AlreadyClosedException in search

benjaminc commented 3 years ago

We had an issue yesterday with search that caused two extended search outages for a client. Anytime a end-user of the site tried to use a particular search (it is an Umbraco site, but a custom data index using LuceneIndex with the default GetSearcher() call), they would get an error. Reviewing the logs we see that the error is always Lucene.Net.Store.AlreadyClosedException: this IndexReader is closed. It appears to have started around a time of high CPU activity, when a query came in at the same time an index rebuild had been triggered.
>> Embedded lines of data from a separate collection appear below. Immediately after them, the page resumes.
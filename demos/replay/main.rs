//! Gesture replay — feeds synthetic strokes through the recorder and the
//! recognizer and logs what each one triggers.
//!
//! ```text
//! main.rs     — entry point (this file)
//! strokes.rs  — named synthetic strokes
//! ```
//!
//! Usage:
//! ```text
//! cargo run --example replay                      # every stroke, default chain
//! cargo run --example replay -- checkmark         # one stroke
//! cargo run --example replay -- --checkmarks      # include V detectors
//! RUST_LOG=gestura=trace cargo run --example replay -- tall_v
//! ```

mod strokes;

use gestura::recognize::checkmark_chain;
use gestura::{
    GestureConfig, GestureMap, PreviewChange, Recognize, Result, Sample, StrokeRecorder,
};
use tracing::{info, warn};

/// Stored overrides merged over the default bindings.
const SETTINGS_MAP: &str = r#"{ "V": "CLOSE_ALL_TABS", "INV_V": "RESTORE_CLOSED_TAB" }"#;

/// Stored thresholds; missing keys keep their defaults.
const SETTINGS_CONFIG: &str = r#"{ "maxTimeMs": 1500, "vRelaxed": true }"#;

/// Parsed CLI arguments.
struct CliArgs {
    /// Use the checkmark chain instead of the default one.
    checkmarks: bool,
    /// Stroke to replay; all of them when absent.
    stroke: Option<String>,
}

fn parse_args() -> CliArgs {
    let args: Vec<String> = std::env::args().skip(1).collect();
    CliArgs {
        checkmarks: args.iter().any(|a| a == "--checkmarks"),
        stroke: args.iter().find(|a| !a.starts_with('-')).cloned(),
    }
}

/// Replays `samples` as pointer events, logging preview changes, and returns
/// the recorded stream.
fn record(
    recorder: &mut StrokeRecorder,
    samples: &[Sample],
    config: GestureConfig,
    map: &GestureMap,
) -> Vec<Sample> {
    let [first, moves @ .., last] = samples else {
        return samples.to_vec();
    };
    recorder.begin(*first, config);
    for sample in moves {
        if recorder.push(*sample) {
            match recorder.preview(sample.t, map) {
                Some(PreviewChange::Show(r)) => info!(t = sample.t, preview = r.label(), "preview"),
                Some(PreviewChange::Clear) => info!(t = sample.t, "preview cleared"),
                None => {}
            }
        }
    }
    recorder.finish(*last).unwrap_or_default()
}

fn main() -> Result<()> {
    // Default: WARN for everything, INFO for gestura and this demo.
    // Override with RUST_LOG env var (e.g. RUST_LOG=gestura=debug).
    let env_filter = tracing_subscriber::EnvFilter::from_default_env()
        .add_directive(tracing_subscriber::filter::LevelFilter::WARN.into())
        .add_directive("replay=info".parse().unwrap_or_default())
        .add_directive("gestura=info".parse().unwrap_or_default());
    tracing_subscriber::fmt().with_env_filter(env_filter).init();

    let args = parse_args();
    let config = GestureConfig::from_json(SETTINGS_CONFIG)?.sanitized();
    config.validate()?;
    let map = GestureMap::from_json(SETTINGS_MAP)?;
    let chain = if args.checkmarks {
        checkmark_chain(&config)
    } else {
        gestura::recognize::DEFAULT_CHAIN
    };

    let names: Vec<&str> = match &args.stroke {
        Some(name) => vec![name.as_str()],
        None => strokes::STROKES.to_vec(),
    };

    let mut recorder = StrokeRecorder::new().with_chain(chain);
    for name in names {
        let Some(samples) = strokes::build(name) else {
            warn!(name, available = ?strokes::STROKES, "unknown stroke");
            continue;
        };
        let stream = record(&mut recorder, &samples, config, &map);
        match Recognize::new(&stream).with_chain(chain).execute(&config, &map) {
            Some(r) => info!(
                stroke = name,
                samples = stream.len(),
                gesture = %r.key,
                arrows = %r.key.arrows(),
                action = r.label(),
                "recognized"
            ),
            None => info!(stroke = name, samples = stream.len(), "no gesture"),
        }
    }
    Ok(())
}
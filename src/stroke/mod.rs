//! Pointer samples and the point streams built from them.

mod recorder;

pub use recorder::{PreviewChange, StrokeRecorder, PREVIEW_INTERVAL_MS};

use crate::math::Point2;

/// A single pointer position with its capture time in milliseconds.
#[derive(Debug, Clone, Copy, PartialEq)]
pub struct Sample {
    pub pos: Point2,
    pub t: f64,
}

impl Sample {
    /// Creates a sample at `(x, y)` captured at `t` milliseconds.
    #[must_use]
    pub fn new(x: f64, y: f64, t: f64) -> Self {
        Self {
            pos: Point2::new(x, y),
            t,
        }
    }

    /// Returns `true` if the position and timestamp are all finite.
    #[must_use]
    pub fn is_finite(&self) -> bool {
        self.pos.x.is_finite() && self.pos.y.is_finite() && self.t.is_finite()
    }
}

impl AsRef<Point2> for Sample {
    fn as_ref(&self) -> &Point2 {
        &self.pos
    }
}

/// Returns the longest well-formed prefix of `samples`.
///
/// The stream is cut at the first sample with a non-finite coordinate or
/// timestamp, or whose timestamp runs backwards; recognition then proceeds as
/// if the gesture had ended at the last valid sample.
#[must_use]
pub fn valid_prefix(samples: &[Sample]) -> &[Sample] {
    let mut prev_t = f64::NEG_INFINITY;
    let cut = samples
        .iter()
        .position(|s| {
            let bad = !s.is_finite() || s.t < prev_t;
            prev_t = s.t;
            bad
        })
        .unwrap_or(samples.len());
    &samples[..cut]
}

/// Returns the elapsed time between the first and last sample.
#[must_use]
pub fn duration_ms(samples: &[Sample]) -> f64 {
    match (samples.first(), samples.last()) {
        (Some(first), Some(last)) => last.t - first.t,
        _ => 0.0,
    }
}
use tracing::trace;

use super::GestureResult;
use crate::action::{GestureKey, GestureMap};
use crate::config::GestureConfig;
use crate::direction::Direction4;
use crate::math::find_vertex;
use crate::stroke::{valid_prefix, Sample};

/// Largest corner deviation a swipe tolerates, as a fraction of its dominant
/// displacement.
pub const SWIPE_MAX_DEVIATION_RATIO: f64 = 0.3;

/// Largest minor/major displacement ratio a swipe tolerates.
pub const SWIPE_MAX_CROSS_RATIO: f64 = 0.5;

/// Detects a straight swipe along one screen axis.
///
/// The endpoint displacement must reach `min_total_px` on its dominant axis,
/// the path must stay within [`SWIPE_MAX_DEVIATION_RATIO`] of that
/// displacement from the chord, and the cross-axis displacement must stay
/// within [`SWIPE_MAX_CROSS_RATIO`] of it. Horizontal wins when both axes
/// are equal. Only the well-formed prefix of `points` is used.
#[must_use]
pub fn detect_swipe(
    points: &[Sample],
    config: &GestureConfig,
    map: &GestureMap,
) -> Option<GestureResult> {
    let points = valid_prefix(points);
    let (first, last) = match points {
        [first, .., last] => (first, last),
        _ => return None,
    };
    let d = last.pos - first.pos;
    let (abs_dx, abs_dy) = (d.x.abs(), d.y.abs());

    let dominant = abs_dx.max(abs_dy);
    if dominant < config.min_total_px {
        trace!(dominant, "swipe too short");
        return None;
    }
    if let Some(corner) = find_vertex(points) {
        if corner.distance > dominant * SWIPE_MAX_DEVIATION_RATIO {
            trace!(deviation = corner.distance, dominant, "swipe path bends");
            return None;
        }
    }

    let dir = if abs_dx >= abs_dy {
        if abs_dy > abs_dx * SWIPE_MAX_CROSS_RATIO {
            return None;
        }
        if d.x < 0.0 {
            Direction4::Left
        } else {
            Direction4::Right
        }
    } else {
        if abs_dx > abs_dy * SWIPE_MAX_CROSS_RATIO {
            return None;
        }
        if d.y < 0.0 {
            Direction4::Up
        } else {
            Direction4::Down
        }
    };

    GestureResult::resolve(GestureKey::Swipe(dir), map)
}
After that point, all searches failed with the above error message for roughly the next 6 hours. There was then a period of roughly 1 hour where all the searches succeeded. After that was another roughly 5 hours where all the searches failed again before they restarted the site. After restarting the site, the problem has not yet resurfaced. The site had been running fine for months prior without an issue, and the most recent code deploy was more than a week prior.

Hosting: Single node, Azure Web App Umbraco: v8.14.0 Examine: 1.2.1

Stack Trace:

Lucene.Net.Store.AlreadyClosedException: this IndexReader is closed
   at Lucene.Net.Index.IndexReader.EnsureOpen() in d:\Lucene.Net\FullRepo\trunk\src\core\Index\IndexReader.cs:line 204
   at Lucene.Net.Index.IndexReader.IncRef() in d:\Lucene.Net\FullRepo\trunk\src\core\Index\IndexReader.cs:line 163
   at Examine.LuceneEngine.LuceneSearchResults.SkipEnumerable.GetEnumerator() in C:\Users\Shannon\Documents\_Projects\Examine\Examine\src\Examine\LuceneEngine\LuceneSearchResults.cs:line 251
   at Examine.SearchResultsBase.GetEnumerator() in C:\Users\Shannon\Documents\_Projects\Examine\Examine\src\Examine\SearchResultsBase.cs:line 129
   at System.Collections.Generic.List`1..ctor(IEnumerable`1 collection)
   at System.Linq.Enumerable.ToList[TSource](IEnumerable`1 source)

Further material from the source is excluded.